Fix sharding in Caffe reader #5172

szkarpinski · 2023-11-16T14:01:01Z

Category:

Bug fix (non-breaking change which fixes an issue)

Description:

The problem

This PR fixes a problem with sharding in Caffe reader. The observed problem was that shards with shard_id > 0 were containing samples they shouldn't, in particular there was an overlap between subsequent shards.

The root cause

Our LMDB wrapper (IndexedLMDB) assumed that the cursor is pointing at index 0 when created, which turned out to be false - actually it seems that the cursor position is initialized to -1.

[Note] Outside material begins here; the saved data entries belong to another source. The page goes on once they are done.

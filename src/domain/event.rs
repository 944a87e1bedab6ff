//! RawEvent: input to the pipeline, immutable after construction.

use std::collections::BTreeMap;

use chrono::{DateTime, Utc};
use serde::{Deserialize, Serialize};

use crate::error::{EngineError, EngineResult};
use crate::hash::truncated_fingerprint;

/// Nested market data carried by a RawEvent.
#[derive(Debug, Clone, PartialEq, Serialize, Deserialize)]
pub struct MarketInfo {
    pub source: String,
    pub market_id: String,
    pub total_volume_usd: f64,
    pub current_liquidity_usd: f64,
}

/// Input to the signal pipeline. Immutable once built: all fields are set at
/// construction, there are no setters.
#[derive(Debug, Clone, PartialEq, Serialize, Deserialize)]
pub struct RawEvent {
    pub event_id: String,
    pub title: String,
    pub description: String,
    pub probability: f64,
    pub market: MarketInfo,
    pub created_at: DateTime<Utc>,
    #[serde(default)]
    pub metadata: BTreeMap<String, String>,
}

impl RawEvent {
    pub fn new(
        event_id: impl Into<String>,
        title: impl Into<String>,
        description: impl Into<String>,
        probability: f64,
        market: MarketInfo,
        created_at: DateTime<Utc>,
    ) -> EngineResult<Self> {
        let event = Self {
            event_id: event_id.into(),
            title: title.into(),
            description: description.into(),
            probability,
            market,
            created_at,
            metadata: BTreeMap::new(),
        };
        event.validate_shape()?;
        Ok(event)
    }

    pub fn with_metadata(mut self, metadata: BTreeMap<String, String>) -> Self {
        self.metadata = metadata;
        self
    }

    /// Structural validation independent of the rule engine: malformed input
    /// never reaches validation rules at all.
    pub fn validate_shape(&self) -> EngineResult<()> {
        if self.event_id.trim().is_empty() {
            return Err(EngineError::InvalidInput("event_id must not be empty".into()));
        }
        if !(0.0..=1.0).contains(&self.probability) {
            return Err(EngineError::InvalidInput(format!(
                "probability {} out of range [0,1]",
                self.probability
            )));
        }
        if self.market.total_volume_usd < 0.0 {
            return Err(EngineError::InvalidInput(
                "market.total_volume_usd must be >= 0".into(),
            ));
        }
        if self.market.current_liquidity_usd < 0.0 {
            return Err(EngineError::InvalidInput(
                "market.current_liquidity_usd must be >= 0".into(),
            ));
        }
        Ok(())
    }

    /// 16-hex-char truncation of SHA-256 over the canonical JSON of all
    /// fields. Stable across processes for byte-identical events (spec.md
    /// invariant: "For the same RawEvent bytes, input_event_hash ... are
    /// byte-identical across processes").
    pub fn input_event_hash(&self) -> String {
        truncated_fingerprint(self, 16).expect("RawEvent always serializes")
    }
}

#[cfg(test)]
mod tests {
    use super::*;

    fn sample() -> RawEvent {
        RawEvent::new(
            "pm-1",
            "Red Sea shipping halt",
            "desc",
            0.62,
            MarketInfo {
                source: "polymarket".into(),
                market_id: "m1".into(),
                total_volume_usd: 500_000.0,
                current_liquidity_usd: 75_000.0,
            },
            Utc::now(),
        )
        .unwrap()
    }

    #[test]
    fn hash_has_length_16_and_is_stable() {
        let e = sample();
        let h1 = e.input_event_hash();
        let h2 = e.input_event_hash();
        assert_eq!(h1.len(), 16);
        assert_eq!(h1, h2);
    }

    #[test]
    fn rejects_out_of_range_probability() {
        let err = RawEvent::new(
            "pm-2",
            "t",
            "d",
            1.5,
            MarketInfo {
                source: "polymarket".into(),
                market_id: "m2".into(),
                total_volume_usd: 1.0,
                current_liquidity_usd: 1.0,
            },
            Utc::now(),
        );
        assert!(matches!(err, Err(EngineError::InvalidInput(_))));
    }

    #[test]
    fn different_metadata_changes_hash() {
        let mut e1 = sample();
        let mut e2 = sample();
        e1.metadata.insert("k".into(), "1".into());
        e2.metadata.insert("k".into(), "2".into());
        assert_ne!(e1.input_event_hash(), e2.input_event_hash());
    }
}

I found no mention in the docs of initial cursor position being defined or undefined, but in their getting started they state that:

For example, to list all key/value pairs in a database, use operation MDB_FIRST for the first call to mdb_cursor_get(), and MDB_NEXT on subsequent calls, until the end is hit.

which suggests that the cursor first needs to be positioned at initial position with MDB_FIRST.

The solution

I now reset the cursor with MDB_FIRST in Open.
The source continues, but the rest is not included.